**Exercise brief:** Take the lines below beginning at the line that has "assert_eq!(tokens.len() % CODE_WIDTH, 0);" and stopping after the line that has "for handle in", and print them exactly as they are, with no other lines.

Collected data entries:
#####
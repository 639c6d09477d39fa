// Decoding pipeline scenarios: round trips, length invariant and each failure stage

#[cfg(test)]
mod decode_pipeline_tests {
    use base64::engine::general_purpose::STANDARD;
    use base64::Engine;

    use crate::alphabet::Alphabet;
    use crate::codec::Translator;
    use crate::error::{DecodeStage, GugaError};
    use crate::table::{base64_index, CODE_WIDTH};
    use crate::tokenizer::tokenize;

    // Emoji text for an arbitrary (possibly non-canonical) Base64 string, padding dropped
    fn emoji_for_base64(translator: &Translator, base64: &str) -> String {
        base64
            .chars()
            .filter_map(base64_index)
            .filter_map(|index| translator.tables().code(index))
            .collect()
    }

    #[test]
    fn test_decode_empty() {
        assert_eq!(crate::decode(b"").unwrap(), Vec::<u8>::new());
        assert_eq!(Translator::default().decode_text("").unwrap(), "");
    }

    #[test]
    fn test_roundtrip_ascii() {
        let encoded = crate::encode(b"A").unwrap();
        assert_eq!(crate::decode(&encoded).unwrap(), b"A");
    }

    #[test]
    fn test_roundtrip_multibyte() {
        let encoded = crate::encode("你好".as_bytes()).unwrap();
        assert_eq!(String::from_utf8(crate::decode(&encoded).unwrap()).unwrap(), "你好");
    }

    #[test]
    fn test_roundtrip_all_lengths() {
        let translator = Translator::default();
        let source = "The penguin says 咕嘎 🐧🍄 哇擦!";
        for end in source.char_indices().map(|(i, _)| i).chain([source.len()]) {
            let text = &source[..end];
            assert_eq!(translator.decode_text(&translator.encode_text(text)).unwrap(), text);
        }
    }

    #[test]
    fn test_length_invariant() {
        let translator = Translator::default();
        for text in ["", "A", "ab", "abc", "你好", "hello, world"] {
            let stripped = STANDARD.encode(text).trim_end_matches('=').len();
            let encoded = translator.encode_text(text);
            let tokens = tokenize(translator.alphabet(), &encoded).unwrap();
            assert_eq!(tokens.len(), stripped * CODE_WIDTH, "text {:?}", text);
        }
    }

    #[test]
    fn test_invalid_token() {
        let err = crate::decode("XYZ".as_bytes()).unwrap_err();
        assert!(matches!(err, GugaError::InvalidToken { position: 0 }));
        assert_eq!(err.stage(), Some(DecodeStage::Tokenize));
    }

    #[test]
    fn test_invalid_length() {
        let err = crate::decode("咕嘎🐧🍄".as_bytes()).unwrap_err();
        assert!(matches!(err, GugaError::InvalidLength { tokens: 4 }));
        assert_eq!(err.stage(), Some(DecodeStage::LengthValidation));
    }

    #[test]
    fn test_unknown_code() {
        // Base-5 400 = 100, past the 64 table entries
        let err = crate::decode("哇擦咕咕".as_bytes()).unwrap_err();
        match err {
            GugaError::UnknownCode(code) => assert_eq!(code, "哇擦咕咕"),
            other => panic!("unexpected error: {:?}", other),
        }

        // A valid code followed by an out-of-range one
        let valid = Translator::default().encode_text("A");
        let input = format!("{}🍄咕咕", &valid);
        assert!(matches!(crate::decode(input.as_bytes()), Err(GugaError::UnknownCode(code)) if code == "🍄咕咕"));
    }

    #[test]
    fn test_base64_decode_failure() {
        // One Base64 character cannot form a byte
        let err = crate::decode("咕咕咕".as_bytes()).unwrap_err();
        assert!(matches!(err, GugaError::Base64Decode(_)));
        assert_eq!(err.stage(), Some(DecodeStage::Base64Decode));
    }

    #[test]
    fn test_trailing_bits_accepted() {
        let translator = Translator::default();
        let input = emoji_for_base64(&translator, "AB");
        assert_eq!(translator.decode_text(&input).unwrap(), "\0");
    }

    #[test]
    fn test_invalid_utf8_payload() {
        let translator = Translator::default();
        let input = emoji_for_base64(&translator, &STANDARD.encode([0xffu8, 0xfe]));
        let err = translator.decode_text(&input).unwrap_err();
        assert!(matches!(err, GugaError::Utf8Decode(_)));
        assert_eq!(err.stage(), Some(DecodeStage::Utf8Decode));
    }

    #[test]
    fn test_greedy_alphabet_segmentation() {
        let alphabet = Alphabet::new(["a", "ab", "c", "d", "e"]).unwrap();
        let translator = Translator::new(alphabet).unwrap();
        let encoded = translator.encode_text("penguin");
        let tokens = tokenize(translator.alphabet(), &encoded).unwrap();
        assert_eq!(tokens.len() % CODE_WIDTH, 0);
        assert_eq!(translator.decode_text(&encoded).unwrap(), "penguin");
    }

    #[test]
    fn test_concurrent_use() {
        let handles: Vec<_> = (0..4)
            .map(|i| {
                std::thread::spawn(move || {
                    let text = format!("thread {} 你好", i);
                    let encoded = crate::encode(text.as_bytes()).unwrap();
                    assert_eq!(crate::decode(&encoded).unwrap(), text.as_bytes());
                })
            })
            .collect();
        for handle in handles {
            handle.join().unwrap();
        }
    }
}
#####
**Result:**
        assert_eq!(tokens.len() % CODE_WIDTH, 0);
        assert_eq!(translator.decode_text(&encoded).unwrap(), "penguin");
    }

    #[test]
    fn test_concurrent_use() {
        let handles: Vec<_> = (0..4)
            .map(|i| {
                std::thread::spawn(move || {
                    let text = format!("thread {} 你好", i);
                    let encoded = crate::encode(text.as_bytes()).unwrap();
                    assert_eq!(crate::decode(&encoded).unwrap(), text.as_bytes());
                })
            })
            .collect();
        for handle in handles {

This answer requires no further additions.